I wasn't sure how much more the crowd could take.

Some audience members grimaced. Others looked nauseated. Several held their hands over their ears -- even though they were wearing ear plugs.

It wasn't like just standing next to a roaring jet engine. It was like getting sucked into one.

It was, of course, My Bloody Valentine -- arguably the loudest rock band in the world. And the specific moment I'm describing occurred during the closing number of the band's show Friday at the Bill Graham Civic Auditorium in San Francisco.

The tune's title is "You Made Me Realise," but it's probably best described as sheer noise -- unbelievably brutal, mind-blowing noise. It's like a thunderclap that lasts for 10 minutes. It's more than just a sonic experience -- it's a fully encompassing physical one. And if it had lasted much longer, there might have been casualties.

Wow.

Thank goodness that the staff was handing out free ear plugs to everyone who walked into the venue. We needed them to protect our hearing from a show that will probably make Black Sabbath's concert on Monday at Shoreline Amphitheatre seem like a string quartet recital.

My Bloody Valentine came to San Francisco in support of the long-awaited "m b v," its first full-length studio album in more than two decades. Its previous release was 1991's "Loveless" -- an effort that is routinely (and deservedly) ranked among the finest albums of that decade.

"Loveless" factored heavily into the set list, with the group throttling the crowd with "When You Sleep," "Only Shallow" and other classics of the so-called "shoegazing" indie-rock genre.

The band also performed several numbers from "m v b," including "Only Tomorrow" and "Who Sees You," as well as offerings from its 1988 debut ("Isn't Anything") and its numerous EPs.

Yet what My Bloody Valentine played wasn't nearly as important as how the band played it. Each tune was a full-body experience, hitting the crowd with waves of fuzzy, distorted and astoundingly emotional notes and passages that left many feeling exhausted, disoriented and, ultimately, fulfilled.

The band members -- vocalist-guitarist-songwriter Kevin Shields, drummer Colm O Ciosoig, vocalist-guitarist Bilinda Butcher and bassist-keyboardist Debbie Googe -- certainly played the shoegazing role to perfection, exhibiting about as much personality onstage as a Chia Pet.
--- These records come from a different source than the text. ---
#![forbid(unsafe_code)]

//! One-frame deferred dispatch.
//!
//! Some synthetic events must not reach the host in the same callback that
//! produced them: the host samples pointer position at render-loop points,
//! so a click has to wait until the host has seen the pointer move to the
//! click position. The [`DeferredQueue`] holds those actions until the next
//! frame tick.
//!
//! # Invariants
//!
//! 1. At most two entries are held: one due, one queued behind it.
//! 2. A frame tick runs at most one entry.
//! 3. Entries run in scheduling order; a third schedule replaces the
//!    queued entry, never the due one, and hands the replaced entry back.
//! 4. An entry never runs before its `not_before` instant.

use web_time::Instant;

use touchmouse_core::{PointerButton, PointerEvent};

use crate::session::SessionId;

/// A deferred synthetic action.
#[derive(Debug, Clone, Copy, PartialEq, Eq)]
pub enum DeferredAction {
    /// Press then release.
    Click(PointerButton),
    /// Press only.
    Press(PointerButton),
    /// Release only.
    Release(PointerButton),
}

/// A scheduled action.
#[derive(Debug, Clone, Copy, PartialEq, Eq)]
pub struct DeferredEntry {
    /// What to synthesize.
    pub action: DeferredAction,
    /// Event the synthetic events are built from.
    pub prototype: PointerEvent,
    /// Earliest instant the entry may run.
    pub not_before: Instant,
    /// Session to close once the entry has run.
    pub completes: Option<SessionId>,
}

/// Two-slot FIFO drained by the frame hook.
#[derive(Debug, Default)]
pub struct DeferredQueue {
    due: Option<DeferredEntry>,
    queued: Option<DeferredEntry>,
}

impl DeferredQueue {
    /// Create an empty queue.
    #[must_use]
    pub fn new() -> Self {
        Self::default()
    }

    /// Add an entry behind whatever is already due.
    ///
    /// Returns the queued entry this one replaced, if the queue was full.
    pub fn schedule(&mut self, entry: DeferredEntry) -> Option<DeferredEntry> {
        if self.due.is_none() {
            tracing::debug!(target: "touchmouse.deferred", action = ?entry.action, "scheduled");
            self.due = Some(entry);
            return None;
        }
        let dropped = self.queued.replace(entry);
        match &dropped {
            Some(old) => tracing::warn!(
                target: "touchmouse.deferred",
                dropped = ?old.action,
                action = ?entry.action,
                completes = old.completes.map(|id| id.0),
                "deferred queue full, replacing queued entry"
            ),
            None => tracing::debug!(target: "touchmouse.deferred", action = ?entry.action, "queued"),
        }
        dropped
    }

    /// Take the due entry if `now` has reached it, promoting the queued one.
    pub fn take_ready(&mut self, now: Instant) -> Option<DeferredEntry> {
        match self.due {
            Some(entry) if now >= entry.not_before => {
                self.due = self.queued.take();
                Some(entry)
            }
            _ => None,
        }
    }

    /// Whether an entry with `action` is waiting.
    #[must_use]
    pub fn contains(&self, action: DeferredAction) -> bool {
        [self.due, self.queued]
            .iter()
            .flatten()
            .any(|entry| entry.action == action)
    }

    /// Number of waiting entries.
    #[must_use]
    pub fn len(&self) -> usize {
        usize::from(self.due.is_some()) + usize::from(self.queued.is_some())
    }

    /// Whether nothing is waiting.
    #[must_use]
    pub fn is_empty(&self) -> bool {
        self.due.is_none()
    }

    /// Drop every waiting entry.
    pub fn clear(&mut self) {
        self.due = None;
        self.queued = None;
    }
}

#[cfg(test)]
mod tests {
    use super::*;
    use std::time::Duration;
    use touchmouse_core::{Point, PointerEventKind};

    fn entry(action: DeferredAction, not_before: Instant) -> DeferredEntry {
        DeferredEntry {
            action,
            prototype: PointerEvent::new(
                PointerEventKind::Up,
                PointerButton::Primary,
                Point::new(1, 1),
                not_before,
            ),
            not_before,
            completes: None,
        }
    }

    const CLICK: DeferredAction = DeferredAction::Click(PointerButton::Primary);
    const PRESS: DeferredAction = DeferredAction::Press(PointerButton::Tertiary);
    const RELEASE: DeferredAction = DeferredAction::Release(PointerButton::Tertiary);

    #[test]
    fn one_entry_per_tick_in_order() {
        let t = Instant::now();
        let mut q = DeferredQueue::new();
        q.schedule(entry(PRESS, t));
        q.schedule(entry(RELEASE, t));
        assert_eq!(q.len(), 2);

        assert_eq!(q.take_ready(t).map(|e| e.action), Some(PRESS));
        assert_eq!(q.len(), 1);
        assert_eq!(q.take_ready(t).map(|e| e.action), Some(RELEASE));
        assert!(q.take_ready(t).is_none());
        assert!(q.is_empty());
    }

    #[test]
    fn third_schedule_replaces_queued_slot() {
        let t = Instant::now();
        let mut q = DeferredQueue::new();
        assert!(q.schedule(entry(PRESS, t)).is_none());
        assert!(q.schedule(entry(RELEASE, t)).is_none());
        let dropped = q.schedule(entry(CLICK, t));
        assert_eq!(dropped.map(|e| e.action), Some(RELEASE));
        assert_eq!(q.len(), 2);
        assert_eq!(q.take_ready(t).map(|e| e.action), Some(PRESS));
        assert_eq!(q.take_ready(t).map(|e| e.action), Some(CLICK));
    }

    #[test]
    fn not_before_holds_entry() {
        let t = Instant::now();
        let later = t + Duration::from_millis(30);
        let mut q = DeferredQueue::new();
        q.schedule(entry(CLICK, later));
        assert!(q.take_ready(t).is_none());
        assert!(q.take_ready(t + Duration::from_millis(29)).is_none());
        assert!(q.take_ready(later).is_some());
    }

    #[test]
    fn contains_checks_both_slots() {
        let t = Instant::now();
        let mut q = DeferredQueue::new();
        assert!(!q.contains(PRESS));
        q.schedule(entry(CLICK, t));
        q.schedule(entry(PRESS, t));
        assert!(q.contains(PRESS));
        assert!(q.contains(CLICK));
        q.clear();
        assert!(!q.contains(CLICK));
        assert_eq!(q.len(), 0);
    }
}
The visual effects came from a large overhead video screen, which pulsed with imagery that was nearly as indecipherable as the lyrics. The whole package was amazingly hypnotic, with the goal of wearing us down so the musicians could build us back up again. It's been a long time since I've been to a live show that felt this transformative. (The last time was probably when I saw My Bloody Valentine perform at the Coachella music festival in 2009.)

What happened on Friday night was, technically speaking, music. Yet, that term seems so inadequate to describe what really happened.

It was My Bloody Valentine. And it left fans breathless.